• _SOURCE DATA_
•••••

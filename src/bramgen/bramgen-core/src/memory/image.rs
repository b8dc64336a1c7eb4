use super::WordSource;

/// Memory image as an ordered list of big-endian 32-bit words
/// Built once by the loader and never modified afterwards
#[derive(Debug, Clone, Default, PartialEq, Eq)]
pub struct MemoryImage {
    words: Vec<u32>,
}

impl MemoryImage {
    pub fn from_words(words: Vec<u32>) -> Self {
        Self { words }
    }

    pub fn words(&self) -> &[u32] {
        &self.words
    }

    pub fn is_empty(&self) -> bool {
        self.words.is_empty()
    }
}

impl WordSource for MemoryImage {
    fn word_count(&self) -> usize {
        self.words.len()
    }

    fn read(&self, location: usize) -> u32 {
        // Unused address space is zero-filled
        self.words.get(location).copied().unwrap_or(0)
    }
}
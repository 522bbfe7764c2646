use axum::http::StatusCode;
use axum::response::{IntoResponse, Response};
use axum::Json;
use serde::Serialize;

#[derive(Debug, Serialize)]
pub struct ErrorResponse {
    pub success: bool,
    pub error: String,
    pub code: String,
}

#[derive(Debug, Clone)]
pub struct AppError {
    status: StatusCode,
    code: String,
    message: String,
}

impl AppError {
    pub fn not_found(message: impl Into<String>) -> Self {
        Self::new(StatusCode::NOT_FOUND, "NOT_FOUND", message)
    }

    pub fn validation(message: impl Into<String>) -> Self {
        Self::new(StatusCode::BAD_REQUEST, "VALIDATION_ERROR", message)
    }

    /// Unexpected failures carry the raw error text; callers never
    /// differentiate by cause.
    pub fn internal(message: impl Into<String>) -> Self {
        Self::new(StatusCode::INTERNAL_SERVER_ERROR, "INTERNAL_ERROR", message)
    }

    fn new(status: StatusCode, code: impl Into<String>, message: impl Into<String>) -> Self {
        Self {
            status,
            code: code.into(),
            message: message.into(),
        }
    }
}

impl From<sqlx::Error> for AppError {
    fn from(err: sqlx::Error) -> Self {
        Self::internal(err.to_string())
    }
}

impl IntoResponse for AppError {
    fn into_response(self) -> Response {
        let body = ErrorResponse {
            success: false,
            error: self.message,
            code: self.code,
        };

        (self.status, Json(body)).into_response()
    }
}

pub fn json_error(
    status: StatusCode,
    code: impl Into<String>,
    message: impl Into<String>,
) -> AppError {
    AppError::new(status, code, message)
}
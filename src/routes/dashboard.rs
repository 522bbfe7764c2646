use axum::extract::State;
use axum::response::IntoResponse;
use axum::routing::get;
use axum::Json;
use chrono::{NaiveDate, NaiveDateTime};
use serde::Serialize;
use sqlx::{Row, SqlitePool};

use crate::response::AppError;
use crate::session_time::format_timestamp;
use crate::state::AppState;

#[derive(Debug, Serialize)]
struct RecentSessionResponse {
    id: i64,
    group_id: i64,
    activity_name: String,
    created_at: String,
    correct_count: i64,
    wrong_count: i64,
}

#[derive(Debug, Serialize)]
struct QuickStatsResponse {
    total_vocabulary: i64,
    total_words_studied: i64,
    success_rate: f64,
    total_study_sessions: i64,
    total_active_groups: i64,
    study_streak_days: i64,
}

pub fn router() -> axum::Router<AppState> {
    axum::Router::new()
        .route("/recent-session", get(recent_session))
        .route("/quick_stats", get(quick_stats))
}

/// The most recent session with its activity name and review tallies.
/// No sessions at all is a 404, not an empty object.
async fn recent_session(State(state): State<AppState>) -> Result<impl IntoResponse, AppError> {
    let session = select_recent_session(state.pool())
        .await?
        .ok_or_else(|| AppError::not_found("No recent session found"))?;

    Ok(Json(session))
}

async fn quick_stats(State(state): State<AppState>) -> Result<impl IntoResponse, AppError> {
    let pool = state.pool();

    let total_vocabulary: i64 = sqlx::query_scalar("SELECT COUNT(*) FROM words")
        .fetch_one(pool)
        .await?;

    let total_words_studied: i64 =
        sqlx::query_scalar("SELECT COUNT(DISTINCT word_id) FROM word_review_items")
            .fetch_one(pool)
            .await?;

    // AVG over zero rows is NULL; no reviews means a 0.0 rate.
    let success_rate: Option<f64> = sqlx::query_scalar(
        "SELECT AVG(CASE WHEN correct = 1 THEN 1.0 ELSE 0.0 END) FROM word_review_items",
    )
    .fetch_one(pool)
    .await?;

    let total_study_sessions: i64 = sqlx::query_scalar("SELECT COUNT(*) FROM study_sessions")
        .fetch_one(pool)
        .await?;

    let total_active_groups: i64 = sqlx::query_scalar(
        "SELECT COUNT(DISTINCT group_id) FROM study_sessions \
         WHERE created_at >= datetime('now', '-30 days')",
    )
    .fetch_one(pool)
    .await?;

    let study_streak_days = current_streak(pool).await?;

    Ok(Json(QuickStatsResponse {
        total_vocabulary,
        total_words_studied,
        success_rate: success_rate.unwrap_or(0.0),
        total_study_sessions,
        total_active_groups,
        study_streak_days,
    }))
}

async fn select_recent_session(
    pool: &SqlitePool,
) -> Result<Option<RecentSessionResponse>, sqlx::Error> {
    let row = sqlx::query(
        r#"
        SELECT
            ss.id,
            ss.group_id,
            sa.name AS activity_name,
            ss.created_at,
            COALESCE(SUM(CASE WHEN wri.correct = 1 THEN 1 ELSE 0 END), 0) AS correct_count,
            COALESCE(SUM(CASE WHEN wri.correct = 0 THEN 1 ELSE 0 END), 0) AS wrong_count
        FROM study_sessions ss
        JOIN study_activities sa ON sa.id = ss.study_activity_id
        LEFT JOIN word_review_items wri ON wri.study_session_id = ss.id
        GROUP BY ss.id
        ORDER BY ss.created_at DESC
        LIMIT 1
        "#,
    )
    .fetch_optional(pool)
    .await?;

    let Some(row) = row else {
        return Ok(None);
    };

    let created_at: NaiveDateTime = row.try_get("created_at")?;

    Ok(Some(RecentSessionResponse {
        id: row.try_get("id")?,
        group_id: row.try_get("group_id")?,
        activity_name: row.try_get("activity_name")?,
        created_at: format_timestamp(created_at),
        correct_count: row.try_get("correct_count")?,
        wrong_count: row.try_get("wrong_count")?,
    }))
}

async fn current_streak(pool: &SqlitePool) -> Result<i64, sqlx::Error> {
    let dates: Vec<NaiveDate> =
        sqlx::query_scalar("SELECT DISTINCT date(created_at) FROM study_sessions")
            .fetch_all(pool)
            .await?;

    Ok(streak_from_dates(dates))
}

/// Length of the run of consecutive calendar dates ending at the most
/// recent studied date. A gap of more than one day breaks the run.
fn streak_from_dates(mut dates: Vec<NaiveDate>) -> i64 {
    dates.sort_unstable();
    dates.dedup();

    let Some(&latest) = dates.last() else {
        return 0;
    };

    let mut streak = 1;
    let mut expected = latest;
    for &date in dates.iter().rev().skip(1) {
        expected = expected - chrono::Duration::days(1);
        if date != expected {
            break;
        }
        streak += 1;
    }

    streak
}

#[cfg(test)]
mod tests {
    use super::*;

    fn date(y: i32, m: u32, d: u32) -> NaiveDate {
        NaiveDate::from_ymd_opt(y, m, d).unwrap()
    }

    #[test]
    fn no_studied_dates_means_no_streak() {
        assert_eq!(streak_from_dates(vec![]), 0);
    }

    #[test]
    fn single_date_is_a_streak_of_one() {
        assert_eq!(streak_from_dates(vec![date(2024, 1, 5)]), 1);
    }

    #[test]
    fn gap_before_latest_date_breaks_the_run() {
        let dates = vec![
            date(2024, 1, 1),
            date(2024, 1, 2),
            date(2024, 1, 3),
            date(2024, 1, 5),
        ];
        assert_eq!(streak_from_dates(dates), 1);
    }

    #[test]
    fn consecutive_dates_count_fully() {
        let dates = vec![
            date(2024, 1, 1),
            date(2024, 1, 2),
            date(2024, 1, 3),
            date(2024, 1, 4),
        ];
        assert_eq!(streak_from_dates(dates), 4);
    }

    #[test]
    fn duplicate_and_unordered_dates_are_tolerated() {
        let dates = vec![
            date(2024, 2, 10),
            date(2024, 2, 9),
            date(2024, 2, 10),
            date(2024, 2, 8),
            date(2024, 1, 1),
        ];
        assert_eq!(streak_from_dates(dates), 3);
    }

    #[test]
    fn month_boundaries_are_consecutive() {
        let dates = vec![date(2024, 1, 31), date(2024, 2, 1)];
        assert_eq!(streak_from_dates(dates), 2);
    }
}
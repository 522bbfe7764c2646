use axum::extract::State;
use axum::http::StatusCode;
use axum::response::IntoResponse;
use axum::routing::get;
use axum::Json;
use serde::Serialize;

use crate::state::AppState;

#[derive(Debug, Serialize)]
struct HealthResponse {
    status: &'static str,
    database: &'static str,
    uptime_seconds: u64,
}

pub fn router() -> axum::Router<AppState> {
    axum::Router::new().route("/", get(health))
}

async fn health(State(state): State<AppState>) -> impl IntoResponse {
    let database = match sqlx::query("SELECT 1").execute(state.pool()).await {
        Ok(_) => "ok",
        Err(err) => {
            tracing::warn!(error = %err, "health check db ping failed");
            "unavailable"
        }
    };

    let (status_code, status) = if database == "ok" {
        (StatusCode::OK, "ok")
    } else {
        (StatusCode::SERVICE_UNAVAILABLE, "degraded")
    };

    (
        status_code,
        Json(HealthResponse {
            status,
            database,
            uptime_seconds: state.uptime_seconds(),
        }),
    )
}
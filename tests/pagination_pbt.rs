//! Property-based tests for the pagination helper shared by every list
//! endpoint:
//! - total_pages matches the ceiling division, 0 when there are no items
//! - the last page is never empty and never overshoots
//! - offset skips exactly the preceding pages
//! - out-of-range page/per_page values are always rejected

use proptest::prelude::*;

use lang_portal_backend::pagination::{total_pages, ListQuery, PageWindow, MAX_PER_PAGE};

fn query(page: Option<i64>, per_page: Option<i64>) -> ListQuery {
    ListQuery {
        page,
        per_page,
        sort_by: None,
        order: None,
    }
}

proptest! {
    #[test]
    fn total_pages_matches_ceiling_division(
        total in 0i64..1_000_000,
        per_page in 1i64..=MAX_PER_PAGE,
    ) {
        let expected = (total as f64 / per_page as f64).ceil() as i64;
        prop_assert_eq!(total_pages(total, per_page), expected);
    }

    #[test]
    fn last_page_covers_the_remainder(
        total in 1i64..1_000_000,
        per_page in 1i64..=MAX_PER_PAGE,
    ) {
        let pages = total_pages(total, per_page);
        prop_assert!(pages * per_page >= total);
        prop_assert!((pages - 1) * per_page < total);
    }

    #[test]
    fn offset_skips_exactly_the_preceding_pages(
        page in 1i64..100_000,
        per_page in 1i64..=MAX_PER_PAGE,
    ) {
        let window = PageWindow::from_query(&query(Some(page), Some(per_page)), 10).unwrap();
        prop_assert_eq!(window.offset(), (page - 1) * per_page);
    }

    #[test]
    fn out_of_range_page_is_rejected(page in i64::MIN..1) {
        prop_assert!(PageWindow::from_query(&query(Some(page), None), 10).is_err());
    }

    #[test]
    fn out_of_range_per_page_is_rejected(per_page in prop_oneof![
        i64::MIN..1,
        (MAX_PER_PAGE + 1)..i64::MAX,
    ]) {
        prop_assert!(PageWindow::from_query(&query(None, Some(per_page)), 10).is_err());
    }

    #[test]
    fn in_range_values_are_accepted(
        page in 1i64..100_000,
        per_page in 1i64..=MAX_PER_PAGE,
    ) {
        let window = PageWindow::from_query(&query(Some(page), Some(per_page)), 10).unwrap();
        prop_assert_eq!(window.page, page);
        prop_assert_eq!(window.per_page, per_page);
    }
}

#[test]
fn empty_collection_has_zero_pages() {
    assert_eq!(total_pages(0, 1), 0);
    assert_eq!(total_pages(0, MAX_PER_PAGE), 0);
}
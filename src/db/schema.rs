use sqlx::SqlitePool;

pub const SCHEMA_SQL: &str = include_str!("../../sql/schema.sql");

const SCHEMA_VERSION: &str = "1";

/// Executes the schema file statement by statement, in the order it is
/// written (parent tables before tables referencing them). Guarded by a
/// version row so reruns are no-ops.
pub async fn run_migrations(pool: &SqlitePool) -> Result<(), sqlx::Error> {
    let version: Option<String> =
        sqlx::query_scalar("SELECT value FROM _db_metadata WHERE key = 'schema_version'")
            .fetch_optional(pool)
            .await
            .unwrap_or(None);

    if version.is_some() {
        return Ok(());
    }

    for stmt in split_sql_statements(SCHEMA_SQL) {
        let sql: String = stmt
            .lines()
            .filter(|line| !line.trim().starts_with("--"))
            .collect::<Vec<_>>()
            .join("\n");
        let trimmed = sql.trim();
        if trimmed.is_empty() {
            continue;
        }
        sqlx::query(trimmed).execute(pool).await?;
    }

    sqlx::query("INSERT OR REPLACE INTO _db_metadata (key, value) VALUES ('schema_version', ?)")
        .bind(SCHEMA_VERSION)
        .execute(pool)
        .await?;

    Ok(())
}

/// Splits a multi-statement SQL file on semicolons, honoring string
/// literals.
pub fn split_sql_statements(sql: &str) -> Vec<String> {
    let mut statements = Vec::new();
    let mut current = String::new();
    let mut in_string = false;

    for ch in sql.chars() {
        match ch {
            '\'' => {
                in_string = !in_string;
                current.push(ch);
            }
            ';' if !in_string => {
                let stmt = current.trim();
                if !stmt.is_empty() {
                    statements.push(stmt.to_string());
                }
                current.clear();
            }
            _ => current.push(ch),
        }
    }

    let tail = current.trim();
    if !tail.is_empty() {
        statements.push(tail.to_string());
    }

    statements
}

#[cfg(test)]
mod tests {
    use super::*;

    #[test]
    fn splits_on_statement_boundaries() {
        let stmts = split_sql_statements("CREATE TABLE a (x);\nCREATE TABLE b (y);\n");
        assert_eq!(stmts, vec!["CREATE TABLE a (x)", "CREATE TABLE b (y)"]);
    }

    #[test]
    fn semicolons_inside_string_literals_are_preserved() {
        let stmts = split_sql_statements("INSERT INTO a VALUES ('x;y'); SELECT 1");
        assert_eq!(stmts, vec!["INSERT INTO a VALUES ('x;y')", "SELECT 1"]);
    }

    #[test]
    fn schema_file_defines_all_tables_in_dependency_order() {
        let tables: Vec<&str> = SCHEMA_SQL
            .lines()
            .filter_map(|line| line.trim().strip_prefix("CREATE TABLE IF NOT EXISTS "))
            .filter_map(|rest| rest.split_whitespace().next())
            .collect();

        assert_eq!(
            tables,
            vec![
                "words",
                "groups",
                "study_activities",
                "word_groups",
                "study_sessions",
                "word_review_items",
                "_db_metadata",
            ]
        );
    }
}
use axum::extract::{Path, Query, State};
use axum::response::IntoResponse;
use axum::routing::get;
use axum::Json;
use chrono::NaiveDateTime;
use serde::Serialize;
use sqlx::sqlite::SqliteRow;
use sqlx::{Row, SqlitePool};

use crate::pagination::{self, ListQuery, PageWindow};
use crate::response::AppError;
use crate::session_time::{derive_end_time, format_timestamp};
use crate::state::AppState;

const DEFAULT_PER_PAGE: i64 = 10;

#[derive(Debug, Serialize)]
struct ActivityResponse {
    id: i64,
    title: String,
    launch_url: String,
    preview_url: Option<String>,
}

#[derive(Debug, Serialize)]
struct ActivitySessionItem {
    id: i64,
    group_id: i64,
    group_name: String,
    activity_id: i64,
    activity_name: String,
    start_time: String,
    end_time: String,
    review_items_count: i64,
}

#[derive(Debug, Serialize)]
struct ActivitySessionListResponse {
    items: Vec<ActivitySessionItem>,
    total: i64,
    page: i64,
    per_page: i64,
    total_pages: i64,
}

#[derive(Debug, Serialize)]
struct LaunchGroup {
    id: i64,
    name: String,
}

#[derive(Debug, Serialize)]
struct ActivityLaunchResponse {
    activity: ActivityResponse,
    groups: Vec<LaunchGroup>,
}

pub fn router() -> axum::Router<AppState> {
    axum::Router::new()
        .route("/", get(list_activities))
        .route("/:id", get(get_activity))
        .route("/:id/sessions", get(get_activity_sessions))
        .route("/:id/launch", get(get_activity_launch))
}

async fn list_activities(State(state): State<AppState>) -> Result<impl IntoResponse, AppError> {
    let rows = sqlx::query("SELECT id, name, url, preview_url FROM study_activities")
        .fetch_all(state.pool())
        .await?;

    let activities = rows
        .iter()
        .map(map_activity)
        .collect::<Result<Vec<_>, sqlx::Error>>()?;

    Ok(Json(activities))
}

async fn get_activity(
    State(state): State<AppState>,
    Path(activity_id): Path<i64>,
) -> Result<impl IntoResponse, AppError> {
    let activity = select_activity(state.pool(), activity_id)
        .await?
        .ok_or_else(|| AppError::not_found("Activity not found"))?;

    Ok(Json(activity))
}

async fn get_activity_sessions(
    State(state): State<AppState>,
    Path(activity_id): Path<i64>,
    Query(query): Query<ListQuery>,
) -> Result<impl IntoResponse, AppError> {
    let window = PageWindow::from_query(&query, DEFAULT_PER_PAGE)?;

    let pool = state.pool();

    select_activity(pool, activity_id)
        .await?
        .ok_or_else(|| AppError::not_found("Activity not found"))?;

    let total: i64 =
        sqlx::query_scalar("SELECT COUNT(*) FROM study_sessions WHERE study_activity_id = ?")
            .bind(activity_id)
            .fetch_one(pool)
            .await?;

    let rows = sqlx::query(
        r#"
        SELECT
            ss.id,
            ss.group_id,
            g.name AS group_name,
            ss.study_activity_id AS activity_id,
            sa.name AS activity_name,
            ss.created_at,
            MAX(wri.created_at) AS last_activity_time,
            COUNT(wri.id) AS review_items_count
        FROM study_sessions ss
        JOIN groups g ON g.id = ss.group_id
        JOIN study_activities sa ON sa.id = ss.study_activity_id
        LEFT JOIN word_review_items wri ON wri.study_session_id = ss.id
        WHERE ss.study_activity_id = ?
        GROUP BY ss.id
        ORDER BY ss.created_at DESC
        LIMIT ? OFFSET ?
        "#,
    )
    .bind(activity_id)
    .bind(window.per_page)
    .bind(window.offset())
    .fetch_all(pool)
    .await?;

    let items = rows
        .iter()
        .map(|row| {
            let start: NaiveDateTime = row.try_get("created_at")?;
            let last_activity: Option<NaiveDateTime> = row.try_get("last_activity_time")?;
            let end = derive_end_time(start, last_activity);

            Ok(ActivitySessionItem {
                id: row.try_get("id")?,
                group_id: row.try_get("group_id")?,
                group_name: row.try_get("group_name")?,
                activity_id: row.try_get("activity_id")?,
                activity_name: row.try_get("activity_name")?,
                start_time: format_timestamp(start),
                end_time: format_timestamp(end),
                review_items_count: row.try_get("review_items_count")?,
            })
        })
        .collect::<Result<Vec<_>, sqlx::Error>>()?;

    Ok(Json(ActivitySessionListResponse {
        items,
        total,
        page: window.page,
        per_page: window.per_page,
        total_pages: pagination::total_pages(total, window.per_page),
    }))
}

async fn get_activity_launch(
    State(state): State<AppState>,
    Path(activity_id): Path<i64>,
) -> Result<impl IntoResponse, AppError> {
    let pool = state.pool();

    let activity = select_activity(pool, activity_id)
        .await?
        .ok_or_else(|| AppError::not_found("Activity not found"))?;

    let rows = sqlx::query("SELECT id, name FROM groups")
        .fetch_all(pool)
        .await?;

    let groups = rows
        .iter()
        .map(|row| {
            Ok(LaunchGroup {
                id: row.try_get("id")?,
                name: row.try_get("name")?,
            })
        })
        .collect::<Result<Vec<_>, sqlx::Error>>()?;

    Ok(Json(ActivityLaunchResponse { activity, groups }))
}

async fn select_activity(
    pool: &SqlitePool,
    activity_id: i64,
) -> Result<Option<ActivityResponse>, sqlx::Error> {
    let row = sqlx::query("SELECT id, name, url, preview_url FROM study_activities WHERE id = ?")
        .bind(activity_id)
        .fetch_optional(pool)
        .await?;

    row.as_ref().map(map_activity).transpose()
}

fn map_activity(row: &SqliteRow) -> Result<ActivityResponse, sqlx::Error> {
    Ok(ActivityResponse {
        id: row.try_get("id")?,
        title: row.try_get("name")?,
        launch_url: row.try_get("url")?,
        preview_url: row.try_get("preview_url")?,
    })
}
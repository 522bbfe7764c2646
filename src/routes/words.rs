use axum::extract::{Path, Query, State};
use axum::response::IntoResponse;
use axum::routing::get;
use axum::Json;
use serde::Serialize;
use sqlx::sqlite::SqliteRow;
use sqlx::{Row, SqlitePool};

use crate::pagination::{self, ListQuery, PageWindow, SortOrder, SortSpec};
use crate::response::AppError;
use crate::state::AppState;

const DEFAULT_PER_PAGE: i64 = 50;

const WORD_SORT: SortSpec = SortSpec::new(
    &[
        ("spanish", "w.spanish"),
        ("english", "w.english"),
        ("correct_count", "correct_count"),
        ("wrong_count", "wrong_count"),
    ],
    "w.spanish",
    SortOrder::Asc,
);

#[derive(Debug, Serialize)]
struct WordStats {
    id: i64,
    spanish: String,
    english: String,
    correct_count: i64,
    wrong_count: i64,
}

#[derive(Debug, Serialize)]
struct WordListResponse {
    words: Vec<WordStats>,
    total_pages: i64,
    current_page: i64,
    total_words: i64,
}

#[derive(Debug, Serialize)]
struct WordGroup {
    id: i64,
    name: String,
}

#[derive(Debug, Serialize)]
struct WordDetailResponse {
    id: i64,
    spanish: String,
    english: String,
    correct_count: i64,
    wrong_count: i64,
    groups: Vec<WordGroup>,
}

pub fn router() -> axum::Router<AppState> {
    axum::Router::new()
        .route("/", get(list_words))
        .route("/:id", get(get_word))
}

async fn list_words(
    State(state): State<AppState>,
    Query(query): Query<ListQuery>,
) -> Result<impl IntoResponse, AppError> {
    let window = PageWindow::from_query(&query, DEFAULT_PER_PAGE)?;
    let (sort_column, sort_order) =
        WORD_SORT.resolve(query.sort_by.as_deref(), query.order.as_deref());

    let pool = state.pool();

    let total_words: i64 = sqlx::query_scalar("SELECT COUNT(*) FROM words")
        .fetch_one(pool)
        .await?;

    let words = select_word_stats(pool, sort_column, sort_order, &window).await?;

    Ok(Json(WordListResponse {
        words,
        total_pages: pagination::total_pages(total_words, window.per_page),
        current_page: window.page,
        total_words,
    }))
}

async fn get_word(
    State(state): State<AppState>,
    Path(word_id): Path<i64>,
) -> Result<impl IntoResponse, AppError> {
    let pool = state.pool();

    let row = sqlx::query(
        r#"
        SELECT w.id, w.spanish, w.english,
               COALESCE(SUM(CASE WHEN wri.correct = 1 THEN 1 ELSE 0 END), 0) AS correct_count,
               COALESCE(SUM(CASE WHEN wri.correct = 0 THEN 1 ELSE 0 END), 0) AS wrong_count
        FROM words w
        LEFT JOIN word_review_items wri ON wri.word_id = w.id
        WHERE w.id = ?
        GROUP BY w.id
        "#,
    )
    .bind(word_id)
    .fetch_optional(pool)
    .await?
    .ok_or_else(|| AppError::not_found("Word not found"))?;

    let stats = map_word_stats(&row)?;

    // Group membership comes from a second query so the review counts
    // above are not multiplied by the number of groups.
    let groups = select_word_groups(pool, word_id).await?;

    Ok(Json(WordDetailResponse {
        id: stats.id,
        spanish: stats.spanish,
        english: stats.english,
        correct_count: stats.correct_count,
        wrong_count: stats.wrong_count,
        groups,
    }))
}

async fn select_word_stats(
    pool: &SqlitePool,
    sort_column: &str,
    sort_order: &str,
    window: &PageWindow,
) -> Result<Vec<WordStats>, sqlx::Error> {
    // sort_column and sort_order come from the SortSpec allow-list,
    // never from the caller.
    let sql = format!(
        r#"
        SELECT w.id, w.spanish, w.english,
               COALESCE(SUM(CASE WHEN wri.correct = 1 THEN 1 ELSE 0 END), 0) AS correct_count,
               COALESCE(SUM(CASE WHEN wri.correct = 0 THEN 1 ELSE 0 END), 0) AS wrong_count
        FROM words w
        LEFT JOIN word_review_items wri ON wri.word_id = w.id
        GROUP BY w.id
        ORDER BY {sort_column} {sort_order}
        LIMIT ? OFFSET ?
        "#
    );

    let rows = sqlx::query(&sql)
        .bind(window.per_page)
        .bind(window.offset())
        .fetch_all(pool)
        .await?;

    rows.iter().map(map_word_stats).collect()
}

async fn select_word_groups(
    pool: &SqlitePool,
    word_id: i64,
) -> Result<Vec<WordGroup>, sqlx::Error> {
    let rows = sqlx::query(
        r#"
        SELECT g.id, g.name
        FROM word_groups wg
        JOIN groups g ON g.id = wg.group_id
        WHERE wg.word_id = ?
        ORDER BY g.name
        "#,
    )
    .bind(word_id)
    .fetch_all(pool)
    .await?;

    rows.iter()
        .map(|row| {
            Ok(WordGroup {
                id: row.try_get("id")?,
                name: row.try_get("name")?,
            })
        })
        .collect()
}

fn map_word_stats(row: &SqliteRow) -> Result<WordStats, sqlx::Error> {
    Ok(WordStats {
        id: row.try_get("id")?,
        spanish: row.try_get("spanish")?,
        english: row.try_get("english")?,
        correct_count: row.try_get("correct_count")?,
        wrong_count: row.try_get("wrong_count")?,
    })
}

•••••

• _WHAT IS EXPECTED_
Among the lines above, some may hold the string "ActivitySessionItem". State how many, giving the number alone.

• _EXERCISE ANSWER_
3